TASK TO COMPLETE
Please tally the lines of the listing that follows where the word "CreateDepartmentPayload" appears, and reply with the number only.

PROVIDED RECORDS
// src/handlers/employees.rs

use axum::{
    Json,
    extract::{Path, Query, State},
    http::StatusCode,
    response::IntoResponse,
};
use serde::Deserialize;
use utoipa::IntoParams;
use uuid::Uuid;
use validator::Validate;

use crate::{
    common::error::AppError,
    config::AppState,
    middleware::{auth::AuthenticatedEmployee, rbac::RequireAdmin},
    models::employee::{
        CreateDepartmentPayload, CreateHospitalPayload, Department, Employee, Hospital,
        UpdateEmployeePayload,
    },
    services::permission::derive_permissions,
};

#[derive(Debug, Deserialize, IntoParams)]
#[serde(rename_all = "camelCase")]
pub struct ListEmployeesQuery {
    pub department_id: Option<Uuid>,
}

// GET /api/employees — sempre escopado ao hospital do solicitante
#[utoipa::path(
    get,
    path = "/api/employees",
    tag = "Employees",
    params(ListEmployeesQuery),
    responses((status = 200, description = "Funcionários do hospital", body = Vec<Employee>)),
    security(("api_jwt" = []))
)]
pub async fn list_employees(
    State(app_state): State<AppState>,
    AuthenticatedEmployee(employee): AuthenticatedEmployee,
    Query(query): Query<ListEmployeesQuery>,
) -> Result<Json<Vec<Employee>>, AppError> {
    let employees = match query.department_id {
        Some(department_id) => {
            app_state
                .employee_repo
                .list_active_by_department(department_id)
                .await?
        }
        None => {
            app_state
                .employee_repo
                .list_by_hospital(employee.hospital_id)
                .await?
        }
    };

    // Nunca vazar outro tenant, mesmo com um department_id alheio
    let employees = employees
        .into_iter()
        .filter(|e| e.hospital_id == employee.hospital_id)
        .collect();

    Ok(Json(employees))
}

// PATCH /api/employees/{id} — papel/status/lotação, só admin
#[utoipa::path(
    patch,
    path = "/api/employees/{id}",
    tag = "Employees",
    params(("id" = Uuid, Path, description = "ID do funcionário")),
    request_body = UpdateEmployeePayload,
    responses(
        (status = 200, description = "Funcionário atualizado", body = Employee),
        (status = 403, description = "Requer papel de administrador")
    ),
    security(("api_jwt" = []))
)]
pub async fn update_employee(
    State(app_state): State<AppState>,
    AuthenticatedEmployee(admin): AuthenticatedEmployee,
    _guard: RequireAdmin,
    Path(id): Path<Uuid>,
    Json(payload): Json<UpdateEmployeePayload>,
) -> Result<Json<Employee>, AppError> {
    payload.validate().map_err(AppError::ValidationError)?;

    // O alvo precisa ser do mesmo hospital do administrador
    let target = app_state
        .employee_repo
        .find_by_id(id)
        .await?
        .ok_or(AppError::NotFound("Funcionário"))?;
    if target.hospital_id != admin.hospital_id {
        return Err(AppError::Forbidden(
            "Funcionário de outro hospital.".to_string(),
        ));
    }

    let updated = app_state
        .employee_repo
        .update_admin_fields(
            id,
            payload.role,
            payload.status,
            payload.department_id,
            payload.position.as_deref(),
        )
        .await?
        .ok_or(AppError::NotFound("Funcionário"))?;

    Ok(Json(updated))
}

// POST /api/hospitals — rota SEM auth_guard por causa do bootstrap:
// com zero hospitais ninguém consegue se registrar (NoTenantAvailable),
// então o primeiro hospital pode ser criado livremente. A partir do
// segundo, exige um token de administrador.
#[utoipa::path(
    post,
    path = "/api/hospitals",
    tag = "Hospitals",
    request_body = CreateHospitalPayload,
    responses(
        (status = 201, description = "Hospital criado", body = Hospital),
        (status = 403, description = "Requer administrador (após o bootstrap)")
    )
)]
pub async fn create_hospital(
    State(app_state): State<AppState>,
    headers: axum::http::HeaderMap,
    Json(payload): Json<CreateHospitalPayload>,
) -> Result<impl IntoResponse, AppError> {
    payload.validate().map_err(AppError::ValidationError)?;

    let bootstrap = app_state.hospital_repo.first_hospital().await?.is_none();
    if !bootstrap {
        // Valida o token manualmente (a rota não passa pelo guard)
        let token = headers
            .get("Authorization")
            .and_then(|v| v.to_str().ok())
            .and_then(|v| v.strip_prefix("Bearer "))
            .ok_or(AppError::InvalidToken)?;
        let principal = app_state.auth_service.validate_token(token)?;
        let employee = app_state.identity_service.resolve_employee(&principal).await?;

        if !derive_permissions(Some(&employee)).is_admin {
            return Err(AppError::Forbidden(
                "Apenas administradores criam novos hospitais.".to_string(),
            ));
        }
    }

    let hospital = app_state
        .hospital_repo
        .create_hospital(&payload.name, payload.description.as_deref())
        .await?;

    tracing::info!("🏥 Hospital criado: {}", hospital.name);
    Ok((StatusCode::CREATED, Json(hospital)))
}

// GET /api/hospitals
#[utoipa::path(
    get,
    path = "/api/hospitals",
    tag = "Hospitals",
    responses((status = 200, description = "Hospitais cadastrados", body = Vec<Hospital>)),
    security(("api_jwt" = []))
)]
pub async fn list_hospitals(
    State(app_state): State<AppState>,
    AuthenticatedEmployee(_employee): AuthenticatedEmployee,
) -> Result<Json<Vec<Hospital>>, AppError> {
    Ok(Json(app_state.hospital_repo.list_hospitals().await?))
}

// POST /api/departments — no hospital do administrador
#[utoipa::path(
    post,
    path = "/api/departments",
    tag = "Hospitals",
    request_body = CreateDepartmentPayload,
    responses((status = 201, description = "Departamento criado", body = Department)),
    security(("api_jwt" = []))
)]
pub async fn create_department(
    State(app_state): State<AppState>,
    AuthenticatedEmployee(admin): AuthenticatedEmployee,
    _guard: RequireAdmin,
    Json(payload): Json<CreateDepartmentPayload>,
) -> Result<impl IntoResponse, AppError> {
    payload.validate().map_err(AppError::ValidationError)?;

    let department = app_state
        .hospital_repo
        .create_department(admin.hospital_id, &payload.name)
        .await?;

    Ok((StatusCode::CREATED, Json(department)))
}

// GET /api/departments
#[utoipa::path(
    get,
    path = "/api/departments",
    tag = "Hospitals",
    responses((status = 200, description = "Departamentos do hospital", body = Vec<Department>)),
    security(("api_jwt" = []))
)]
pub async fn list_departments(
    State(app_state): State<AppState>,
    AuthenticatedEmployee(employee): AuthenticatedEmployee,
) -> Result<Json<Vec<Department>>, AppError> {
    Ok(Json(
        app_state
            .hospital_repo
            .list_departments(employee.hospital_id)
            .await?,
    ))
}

RESULT OF THE EXERCISE
3